方法:在2016年1月至2022年4月之间,使用串联质谱法对总共36,590名新生儿进行了筛查。结果为阳性的新生儿被转介进行验证性测试。
结果:10例患者被证实患有IEM,日照地区总体发病率为1:3,539。检测到五种类型的IEM,包括四名丙酸血症(PA)患者,3例甲基丙二酸血症(MMA),每个人都有一个citrin缺乏症,原发性肉碱缺乏症,和异丁酰辅酶A脱氢酶缺乏症。PA是最常见的IEM,意外的高发病率为1:8,848,其次是MMA,发病率为1:11,797。所有患者都有异常的筛选标记,并在各自的致病基因中包含双等位基因变异。在PA患者中鉴定出两种新的PCCB变体(c.505G>A和c.1123_1124insG)。计算机分析预测这两种变体具有潜在的致病性。
结论:本研究初步阐明了发病率,疾病谱,日照地区IEM的遗传概况。PA是我们地区最常见的IEM,MMA是第二常见的IEM。这两个新鉴定的PCCB变体进一步扩展了PA的变体谱。应该更加关注国家统计局,早期诊断,以及PA和MA的管理。
方法:在2016年1月至2022年4月之间,使用串联质谱法对总共36,590名新生儿进行了筛查。结果为阳性的新生儿被转介进行验证性测试。

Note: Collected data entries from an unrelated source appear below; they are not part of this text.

#[cfg(test)]
mod tests {
    use super::*;
    use crate::transfer::types::CompletionReceiver;

    struct MockTransport {
        requests: Vec<TransferRequest>,
        reject: bool,
    }

    impl MockTransport {
        fn new() -> Self {
            Self {
                requests: Vec::new(),
                reject: false,
            }
        }
    }

    impl Transport for MockTransport {
        fn submit(&mut self, request: TransferRequest) -> Result<(), TransferError> {
            if self.reject {
                return Err(TransferError::SubmitFailed {
                    slot: request.slot,
                    reason: "endpoint stalled".to_string(),
                });
            }
            self.requests.push(request);
            Ok(())
        }

        fn take_completions(&mut self) -> Option<CompletionReceiver> {
            None
        }
    }

    #[derive(Default)]
    struct MemorySink {
        packets: Vec<(u64, Vec<u8>)>,
    }

    impl Sink for MemorySink {
        fn write(&mut self, packet: &[u8], packet_index: u64, _total: u64) -> Result<(), PersistenceError> {
            self.packets.push((packet_index, packet.to_vec()));
            Ok(())
        }

        fn kind(&self) -> &'static str {
            "memory"
        }
    }

    fn done(slot: usize, sequence: u64, len: usize) -> TransferCompletion {
        TransferCompletion {
            slot,
            sequence,
            status: TransferStatus::Completed,
            payload: vec![sequence as u8; len],
        }
    }

    // 1 channel × 600 samples = 2400 bytes = 4 × 512 + 352
    fn five_packet_plan(slots: usize) -> AcquisitionPlan {
        AcquisitionPlan::new(1.0, 600.0, 1, 512, slots).unwrap()
    }

    fn pool(plan: &AcquisitionPlan) -> TransferPool {
        TransferPool::new(Uuid::new_v4(), plan, 0x82, Duration::from_millis(100))
    }

    #[test]
    fn test_submit_all_arms_every_slot() {
        let plan = five_packet_plan(2);
        let mut pool = pool(&plan);
        let mut transport = MockTransport::new();

        assert_eq!(pool.submit_all(&mut transport).unwrap(), 2);
        assert_eq!(pool.in_flight(), 2);
        assert_eq!(transport.requests.len(), 2);
        assert_eq!(transport.requests[1].offset, 512);
        assert!(transport
            .requests
            .iter()
            .all(|r| r.len == 512 && r.timeout == Duration::from_millis(100) && r.endpoint == 0x82));
    }

    #[test]
    fn test_rearm_protocol_over_full_capture() {
        let plan = five_packet_plan(2);
        let mut pool = pool(&plan);
        let mut transport = MockTransport::new();
        let mut sink = MemorySink::default();
        pool.submit_all(&mut transport).unwrap();

        let completions = [done(0, 0, 512), done(1, 1, 512), done(0, 2, 512), done(1, 3, 512), done(0, 4, 352)];
        let mut rearms = Vec::new();
        for c in completions {
            assert!(!pool.is_complete());
            match pool.on_complete(c, &mut transport, &mut sink).unwrap() {
                CompletionOutcome::Sunk { rearmed, .. } => rearms.push(rearmed),
                other => panic!("unexpected outcome {:?}", other),
            }
        }
        assert_eq!(rearms, vec![true, true, true, false, false]);
        assert!(pool.is_complete());
        assert_eq!(pool.in_flight(), 0);

        let resubmitted: Vec<(u64, usize, Duration)> = transport.requests[2..]
            .iter()
            .map(|r| (r.sequence, r.len, r.timeout))
            .collect();
        assert_eq!(
            resubmitted,
            vec![
                (2, 512, Duration::from_millis(100)),
                (3, 512, Duration::from_millis(100)),
                (4, 352, Duration::from_millis(1000)),
            ]
        );

        let indices: Vec<u64> = sink.packets.iter().map(|(i, _)| *i).collect();
        assert_eq!(indices, vec![0, 1, 2, 3, 4]);
        let total: usize = sink.packets.iter().map(|(_, p)| p.len()).sum();
        assert_eq!(total as u64, plan.total_bytes());
        assert_eq!(pool.stats().bytes_sunk, 2400);
        assert_eq!(pool.stats().submissions, 5);
    }

    #[test]
    fn test_last_pkt_raised_when_only_final_packet_remains() {
        let plan = five_packet_plan(2);
        let mut pool = pool(&plan);
        let mut transport = MockTransport::new();
        let mut sink = MemorySink::default();
        pool.submit_all(&mut transport).unwrap();

        for (i, slot) in [0usize, 1, 0].into_iter().enumerate() {
            pool.on_complete(done(slot, i as u64, 512), &mut transport, &mut sink).unwrap();
            assert!(!pool.last_pkt());
        }
        pool.on_complete(done(1, 3, 512), &mut transport, &mut sink).unwrap();
        assert!(pool.last_pkt());
        assert_eq!(pool.num_pkt(), 4);
    }

    #[test]
    fn test_single_packet_capture_starts_with_last_pkt() {
        let plan = AcquisitionPlan::new(1.0, 10.0, 1, 512, 8).unwrap();
        let pool = pool(&plan);
        assert_eq!(plan.effective_slot_count(), 1);
        assert!(pool.last_pkt());
    }

    #[test]
    fn test_final_packet_is_truncated_to_its_length() {
        // 1 channel × 300 samples = 1200 bytes = 512 + 512 + 176, 3 slots for 3 packets
        let plan = AcquisitionPlan::new(1.0, 300.0, 1, 512, 8).unwrap();
        let mut pool = pool(&plan);
        let mut transport = MockTransport::new();
        let mut sink = MemorySink::default();
        assert_eq!(pool.submit_all(&mut transport).unwrap(), 3);

        for i in 0..3u64 {
            pool.on_complete(done(i as usize, i, 512), &mut transport, &mut sink).unwrap();
        }
        assert_eq!(transport.requests.len(), 3);
        assert_eq!(sink.packets[2].1.len(), 176);
        assert_eq!(pool.stats().short_packets, 0);
        assert!(pool.is_complete());
    }

    #[test]
    fn test_exact_division_never_writes_empty_packet() {
        // 2 channels × 256 samples = 2048 bytes = 4 × 512
        let plan = AcquisitionPlan::new(1.0, 256.0, 2, 512, 2).unwrap();
        let mut pool = pool(&plan);
        let mut transport = MockTransport::new();
        let mut sink = MemorySink::default();
        pool.submit_all(&mut transport).unwrap();

        for i in 0..4u64 {
            pool.on_complete(done((i % 2) as usize, i, 512), &mut transport, &mut sink).unwrap();
        }
        let last = transport.requests.last().unwrap();
        assert_eq!((last.sequence, last.len), (3, 512));
        assert_eq!(last.timeout, Duration::from_millis(1000));
        assert!(sink.packets.iter().all(|(_, p)| p.len() == 512));
        assert!(pool.is_complete());
    }

    #[test]
    fn test_failed_transfer_retires_slot() {
        let plan = five_packet_plan(2);
        let mut pool = pool(&plan);
        let mut transport = MockTransport::new();
        let mut sink = MemorySink::default();
        pool.submit_all(&mut transport).unwrap();

        let timed_out = TransferCompletion {
            slot: 0,
            sequence: 0,
            status: TransferStatus::TimedOut,
            payload: Vec::new(),
        };
        let outcome = pool.on_complete(timed_out, &mut transport, &mut sink).unwrap();
        assert_eq!(
            outcome,
            CompletionOutcome::Retired(TransferError::TimedOut { slot: 0, sequence: 0 })
        );
        assert_eq!(pool.in_flight(), 1);
        assert_eq!(pool.slots()[0].state, SlotState::Cancelled);
        assert_eq!(pool.num_pkt(), 0);
        assert_eq!(transport.requests.len(), 2);

        let errored = TransferCompletion {
            slot: 1,
            sequence: 1,
            status: TransferStatus::Error("pipe".to_string()),
            payload: Vec::new(),
        };
        pool.on_complete(errored, &mut transport, &mut sink).unwrap();
        assert_eq!(pool.in_flight(), 0);
        assert_eq!(pool.stats().failed_transfers, 2);
        assert_eq!(pool.stats().retired_slots, 2);
        assert!(sink.packets.is_empty());
    }

    #[test]
    fn test_empty_completion_is_a_failure() {
        let plan = five_packet_plan(2);
        let mut pool = pool(&plan);
        let mut transport = MockTransport::new();
        let mut sink = MemorySink::default();
        pool.submit_all(&mut transport).unwrap();

        let outcome = pool.on_complete(done(0, 0, 0), &mut transport, &mut sink).unwrap();
        assert!(matches!(outcome, CompletionOutcome::Retired(TransferError::Failed { .. })));
        assert!(sink.packets.is_empty());
    }

    #[test]
    fn test_cancel_all_stops_rearming() {
        let plan = five_packet_plan(2);
        let mut pool = pool(&plan);
        let mut transport = MockTransport::new();
        let mut sink = MemorySink::default();
        pool.submit_all(&mut transport).unwrap();

        pool.on_complete(done(0, 0, 512), &mut transport, &mut sink).unwrap();
        pool.cancel_all();
        assert!(pool.is_draining());
        let outcome = pool.on_complete(done(1, 1, 512), &mut transport, &mut sink).unwrap();
        assert_eq!(
            outcome,
            CompletionOutcome::Sunk { packet_index: 1, len: 512, rearmed: false }
        );
        pool.on_complete(done(0, 2, 512), &mut transport, &mut sink).unwrap();

        assert_eq!(pool.in_flight(), 0);
        assert_eq!(pool.num_pkt(), 3);
        assert_eq!(transport.requests.len(), 3);
        assert!(!pool.is_complete());
    }

    #[test]
    fn test_spurious_completion_is_ignored() {
        let plan = five_packet_plan(2);
        let mut pool = pool(&plan);
        let mut transport = MockTransport::new();
        let mut sink = MemorySink::default();

        let outcome = pool.on_complete(done(0, 0, 512), &mut transport, &mut sink).unwrap();
        assert_eq!(outcome, CompletionOutcome::Ignored);
        let outcome = pool.on_complete(done(7, 0, 512), &mut transport, &mut sink).unwrap();
        assert_eq!(outcome, CompletionOutcome::Ignored);
        assert!(sink.packets.is_empty());
    }

    #[test]
    fn test_rejected_submissions() {
        let plan = five_packet_plan(2);
        let mut pool = pool(&plan);
        let mut transport = MockTransport::new();
        transport.reject = true;
        assert!(matches!(
            pool.submit_all(&mut transport),
            Err(TransferError::SubmitFailed { slot: 0, .. })
        ));
        assert_eq!(pool.in_flight(), 0);
        assert_eq!(pool.stats().retired_slots, 2);
    }

    #[test]
    fn test_rearm_failure_retires_slot() {
        let plan = five_packet_plan(2);
        let mut pool = pool(&plan);
        let mut transport = MockTransport::new();
        let mut sink = MemorySink::default();
        pool.submit_all(&mut transport).unwrap();

        transport.reject = true;
        let outcome = pool.on_complete(done(0, 0, 512), &mut transport, &mut sink).unwrap();
        assert_eq!(
            outcome,
            CompletionOutcome::Sunk { packet_index: 0, len: 512, rearmed: false }
        );
        assert_eq!(pool.slots()[0].state, SlotState::Cancelled);
        assert_eq!(pool.in_flight(), 1);
    }

    #[test]
    fn test_short_packet_is_counted() {
        let plan = five_packet_plan(2);
        let mut pool = pool(&plan);
        let mut transport = MockTransport::new();
        let mut sink = MemorySink::default();
        pool.submit_all(&mut transport).unwrap();

        pool.on_complete(done(0, 0, 100), &mut transport, &mut sink).unwrap();
        assert_eq!(pool.stats().short_packets, 1);
        assert_eq!(sink.packets[0].1.len(), 100);
    }
}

结果:10例患者被证实患有IEM,日照地区总体发病率为1:3,539。检测到五种类型的IEM,包括四名丙酸血症(PA)患者,3例甲基丙二酸血症(MMA),每个人都有一个citrin缺乏症,原发性肉碱缺乏症,和异丁酰辅酶A脱氢酶缺乏症。PA是最常见的IEM,意外的高发病率为1:8,848,其次是MMA,发病率为1:11,797。所有患者都有异常的筛选标记,并在各自的致病基因中包含双等位基因变异。在PA患者中鉴定出两种新的PCCB变体(c.505G>A和c.1123_1124insG)。计算机分析预测这两种变体具有潜在的致病性。
结论:本研究初步阐明了发病率,疾病谱,日照地区IEM的遗传概况。PA是我们地区最常见的IEM,MMA是第二常见的IEM。这两个新鉴定的PCCB变体进一步扩展了PA的变体谱。应该更加关注国家统计局,早期诊断,以及PA和MA的管理。